[What to produce]
Check the lines of the listing below for the word "mpsc", and state only how many have it.

[Given records]
-- Opening Marker --

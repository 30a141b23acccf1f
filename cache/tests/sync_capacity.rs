mod common;

use common::{build_test_cache, build_test_cache_with_cap, ShardControllingHasher};
use compute_cache::policy::fifo::FifoPolicy;
use compute_cache::policy::lru::LruPolicy;
use compute_cache::policy::random::RandomPolicy;
use compute_cache::policy::{AdmissionDecision, CachePolicy};
use compute_cache::{Cache, CacheBuilder};

use std::thread;
use std::time::{Duration, Instant};

#[test]
fn test_eviction_after_clean_up() {
  let cache = build_test_cache_with_cap(4, 2);
  cache.put(1, "A".to_string());
  cache.put(2, "B".to_string());
  cache.put(3, "C".to_string());

  cache.clean_up();

  assert_eq!(cache.estimated_size(), 2);
  assert!(cache.get_if_present(&3).is_some(), "the newest entry survives");
  let a_present = cache.get_if_present(&1).is_some();
  let b_present = cache.get_if_present(&2).is_some();
  assert!(a_present ^ b_present, "exactly one of A and B is evicted");
  assert_eq!(cache.metrics().evictions, 1);
  assert_eq!(cache.policy().weighted_size(), 2);
}

#[test]
fn test_janitor_evicts_without_explicit_clean_up() {
  let cache: Cache<i32, String, ShardControllingHasher> = CacheBuilder::new()
    .shards(4)
    .capacity(2)
    .hasher(ShardControllingHasher)
    .maintenance_frequency(1 << 30)
    .janitor_tick_interval(Duration::from_millis(10))
    .build()
    .unwrap();
  cache.put(1, "A".to_string());
  cache.put(2, "B".to_string());
  cache.put(3, "C".to_string());

  let deadline = Instant::now() + Duration::from_secs(2);
  while cache.estimated_size() > 2 && Instant::now() < deadline {
    thread::sleep(Duration::from_millis(10));
  }
  assert_eq!(cache.estimated_size(), 2);
  assert_eq!(cache.metrics().evictions, 1);
}

#[test]
fn test_lru_keeps_recently_read_entries() {
  let cache = build_test_cache_with_cap(4, 3);
  for i in 1..=3 {
    cache.put(i, i.to_string());
  }
  cache.clean_up();

  assert!(cache.get_if_present(&1).is_some());
  cache.clean_up();

  cache.put(4, "4".to_string());
  cache.clean_up();

  assert!(cache.get_if_present(&1).is_some());
  assert!(cache.get_if_present(&2).is_none(), "least recently used is evicted");
  assert!(cache.get_if_present(&3).is_some());
  assert!(cache.get_if_present(&4).is_some());
}

#[test]
fn test_weigher_bounds_total_weight() {
  let cache: Cache<i32, String> = CacheBuilder::new()
    .capacity(10)
    .weigher(|_key, value: &String| value.len() as u64)
    .build()
    .unwrap();

  cache.put(1, "aaaaaa".to_string());
  cache.put(2, "bbbbbb".to_string());
  cache.clean_up();

  assert!(cache.get_if_present(&1).is_none());
  assert_eq!(*cache.get_if_present(&2).unwrap(), "bbbbbb");
  assert_eq!(cache.policy().weighted_size(), 6);
  assert_eq!(cache.metrics().evicted_weight, 6);
}

#[test]
fn test_set_capacity_evicts_immediately() {
  let cache = build_test_cache_with_cap(4, 10);
  for i in 0..10 {
    cache.put(i, i.to_string());
  }
  cache.clean_up();
  assert_eq!(cache.estimated_size(), 10);

  let policy = cache.policy();
  assert!(policy.is_bounded());
  policy.set_capacity(5);
  assert_eq!(policy.capacity(), Some(5));
  assert_eq!(cache.estimated_size(), 5);
  assert_eq!(policy.weighted_size(), 5);
}

#[test]
fn test_unbounded_cache_never_evicts() {
  let cache = build_test_cache(4);
  for i in 0..1000 {
    cache.put(i, i.to_string());
  }
  cache.clean_up();
  assert_eq!(cache.estimated_size(), 1000);
  assert!(!cache.policy().is_bounded());
  assert_eq!(cache.policy().capacity(), None);
}

#[test]
fn test_fifo_policy_ignores_reads() {
  let cache: Cache<i32, String, ShardControllingHasher> = CacheBuilder::new()
    .capacity(2)
    .hasher(ShardControllingHasher)
    .cache_policy(FifoPolicy::new())
    .build()
    .unwrap();

  cache.put(1, "1".to_string());
  cache.put(2, "2".to_string());
  cache.clean_up();
  cache.get_if_present(&1);
  cache.put(3, "3".to_string());
  cache.clean_up();

  assert!(cache.get_if_present(&1).is_none(), "first in, first out");
  assert!(cache.get_if_present(&2).is_some());
  assert!(cache.get_if_present(&3).is_some());
}

#[test]
fn test_random_policy_respects_capacity() {
  let cache: Cache<i32, String> = CacheBuilder::new()
    .capacity(5)
    .cache_policy(RandomPolicy::new())
    .build()
    .unwrap();

  for i in 0..20 {
    cache.put(i, i.to_string());
  }
  cache.clean_up();
  assert_eq!(cache.estimated_size(), 5);
}

/// Admits only even keys.
struct EvenOnly(LruPolicy<i32>);

impl CachePolicy<i32> for EvenOnly {
  fn on_access(&self, key: &i32, weight: u64) {
    self.0.on_access(key, weight);
  }

  fn on_admit(&self, key: &i32, weight: u64) -> AdmissionDecision<i32> {
    if key % 2 == 0 {
      self.0.on_admit(key, weight)
    } else {
      AdmissionDecision::Reject
    }
  }

  fn on_remove(&self, key: &i32) {
    self.0.on_remove(key);
  }

  fn evict(&self, weight_to_free: u64) -> (Vec<i32>, u64) {
    self.0.evict(weight_to_free)
  }

  fn clear(&self) {
    self.0.clear();
  }
}

#[test]
fn test_rejected_entries_are_removed() {
  let cache: Cache<i32, String> = CacheBuilder::new()
    .capacity(100)
    .cache_policy(EvenOnly(LruPolicy::new()))
    .build()
    .unwrap();

  for i in 0..6 {
    cache.put(i, i.to_string());
  }
  cache.clean_up();

  let mut keys: Vec<i32> = cache.iter().map(|(key, _)| key).collect();
  keys.sort();
  assert_eq!(keys, vec![0, 2, 4]);
  assert_eq!(cache.metrics().evictions, 3);
}
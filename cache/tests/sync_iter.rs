mod common;

use common::build_test_cache;

use std::collections::HashSet;
use std::sync::atomic::{AtomicBool, Ordering};
use std::sync::{mpsc, Arc};
use std::thread;

#[test]
fn test_iter_visits_every_resolved_entry_once() {
  let cache = build_test_cache(4);
  for i in 0..100 {
    cache.put(i, i.to_string());
  }

  let mut seen = HashSet::new();
  for (key, value) in &cache {
    assert_eq!(*value, key.to_string());
    assert!(seen.insert(key), "key {} yielded twice", key);
  }
  assert_eq!(seen.len(), 100);
  // Iteration is not a lookup.
  assert_eq!(cache.metrics().hits, 0);
}

#[test]
fn test_iter_skips_pending_entries() {
  let cache = build_test_cache(4);
  cache.put(1, "one".to_string());
  let (started_tx, started_rx) = mpsc::channel();
  let (release_tx, release_rx) = mpsc::channel::<()>();

  let loader = {
    let cache = cache.clone();
    thread::spawn(move || {
      cache
        .get_with(&2, move |_| {
          started_tx.send(()).unwrap();
          release_rx.recv().unwrap();
          "two".to_string()
        })
        .unwrap()
    })
  };
  started_rx.recv().unwrap();

  let keys: Vec<i32> = cache.iter().map(|(key, _)| key).collect();
  assert_eq!(keys, vec![1]);
  assert_eq!(cache.estimated_size(), 2, "pending entries are counted");

  release_tx.send(()).unwrap();
  loader.join().unwrap();
  assert_eq!(cache.iter().count(), 2);
}

#[test]
fn test_iter_tolerates_concurrent_modification() {
  let cache = build_test_cache(4);
  for i in 0..40 {
    cache.put(i, i.to_string());
  }

  let mut iter = cache.iter();
  let first = iter.next().unwrap();

  // Remove everything else and replace one value mid-iteration.
  for i in 0..40 {
    if i != first.0 && i != 39 {
      cache.invalidate(&i);
    }
  }
  if first.0 != 39 {
    cache.put(39, "replaced".to_string());
  }

  let rest: Vec<_> = iter.collect();
  for (key, value) in &rest {
    assert_ne!(*key, first.0);
    assert_eq!(*key, 39, "removed entries are skipped");
    assert_eq!(**value, "replaced", "replaced entries show the current value");
  }
}

#[test]
fn test_iter_under_concurrent_writer() {
  let cache = build_test_cache(4);
  for i in 0..64 {
    cache.put(i, i.to_string());
  }

  let stop = Arc::new(AtomicBool::new(false));
  let writer = {
    let cache = cache.clone();
    let stop = stop.clone();
    thread::spawn(move || {
      let mut round = 0;
      while !stop.load(Ordering::Relaxed) {
        for i in 0..64 {
          if (i + round) % 3 == 0 {
            cache.invalidate(&i);
          } else {
            cache.put(i, i.to_string());
          }
        }
        round += 1;
      }
    })
  };

  for _ in 0..20 {
    let mut seen = HashSet::new();
    for (key, value) in cache.iter() {
      assert!((0..64).contains(&key));
      assert_eq!(*value, key.to_string());
      assert!(seen.insert(key), "key {} yielded twice in one pass", key);
    }
  }

  stop.store(true, Ordering::Relaxed);
  writer.join().unwrap();
}
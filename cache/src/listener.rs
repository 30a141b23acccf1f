use std::fmt;
use std::sync::Arc;

/// Describes why an entry left the cache.
#[derive(Debug, Clone, Copy, PartialEq, Eq, Hash)]
pub enum EvictionReason {
  /// The eviction policy removed the entry to stay within capacity.
  Capacity,
  /// The entry was removed by `invalidate`, `remove` or a compute function
  /// that returned nothing.
  Invalidated,
  /// The value was overwritten by a put, a compute or a refresh.
  Replaced,
}

impl EvictionReason {
  /// Returns `true` if the cache removed the entry on its own.
  pub fn was_evicted(&self) -> bool {
    matches!(self, EvictionReason::Capacity)
  }
}

impl fmt::Display for EvictionReason {
  fn fmt(&self, f: &mut fmt::Formatter<'_>) -> fmt::Result {
    match self {
      EvictionReason::Capacity => write!(f, "evicted due to capacity"),
      EvictionReason::Invalidated => write!(f, "manually invalidated"),
      EvictionReason::Replaced => write!(f, "value replaced"),
    }
  }
}

/// A listener that can be registered with the cache to receive notifications
/// when entries are removed or replaced.
///
/// `on_evict` is called on a dedicated background thread, so it never blocks
/// a cache operation and may safely call back into the cache.
pub trait EvictionListener<K, V>: Send + Sync {
  fn on_evict(&self, key: K, value: Arc<V>, reason: EvictionReason);
}

impl<K, V, F> EvictionListener<K, V> for F
where
  F: Fn(K, Arc<V>, EvictionReason) + Send + Sync,
{
  fn on_evict(&self, key: K, value: Arc<V>, reason: EvictionReason) {
    self(key, value, reason)
  }
}
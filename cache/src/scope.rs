//! Tracks which computations are running on the current thread so that a
//! computation trying to wait on itself fails instead of deadlocking.

use std::cell::RefCell;
use std::sync::Arc;

thread_local! {
  static ACTIVE: RefCell<Vec<usize>> = const { RefCell::new(Vec::new()) };
}

#[inline]
fn address<T>(target: &Arc<T>) -> usize {
  Arc::as_ptr(target) as *const () as usize
}

/// Marks `target` as being computed by the current thread until dropped.
pub(crate) struct ComputeScope {
  address: usize,
}

impl ComputeScope {
  pub(crate) fn enter<T>(target: &Arc<T>) -> Self {
    let address = address(target);
    ACTIVE.with(|active| active.borrow_mut().push(address));
    Self { address }
  }
}

impl Drop for ComputeScope {
  fn drop(&mut self) {
    ACTIVE.with(|active| {
      let mut active = active.borrow_mut();
      if let Some(pos) = active.iter().rposition(|a| *a == self.address) {
        active.remove(pos);
      }
    });
  }
}

/// Returns `true` if the current thread is inside the computation of `target`.
pub(crate) fn is_active<T>(target: &Arc<T>) -> bool {
  let address = address(target);
  ACTIVE.with(|active| active.borrow().contains(&address))
}

#[cfg(test)]
mod tests {
  use super::*;

  #[test]
  fn scope_is_thread_local_and_nested() {
    let outer = Arc::new(1u8);
    let inner = Arc::new(2u8);

    assert!(!is_active(&outer));
    {
      let _outer = ComputeScope::enter(&outer);
      assert!(is_active(&outer));
      {
        let _inner = ComputeScope::enter(&inner);
        assert!(is_active(&outer) && is_active(&inner));

        let other = outer.clone();
        let seen = std::thread::spawn(move || is_active(&other)).join().unwrap();
        assert!(!seen, "another thread is not inside this computation");
      }
      assert!(!is_active(&inner));
    }
    assert!(!is_active(&outer));
  }
}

-- Closing Marker --

[Response box]
3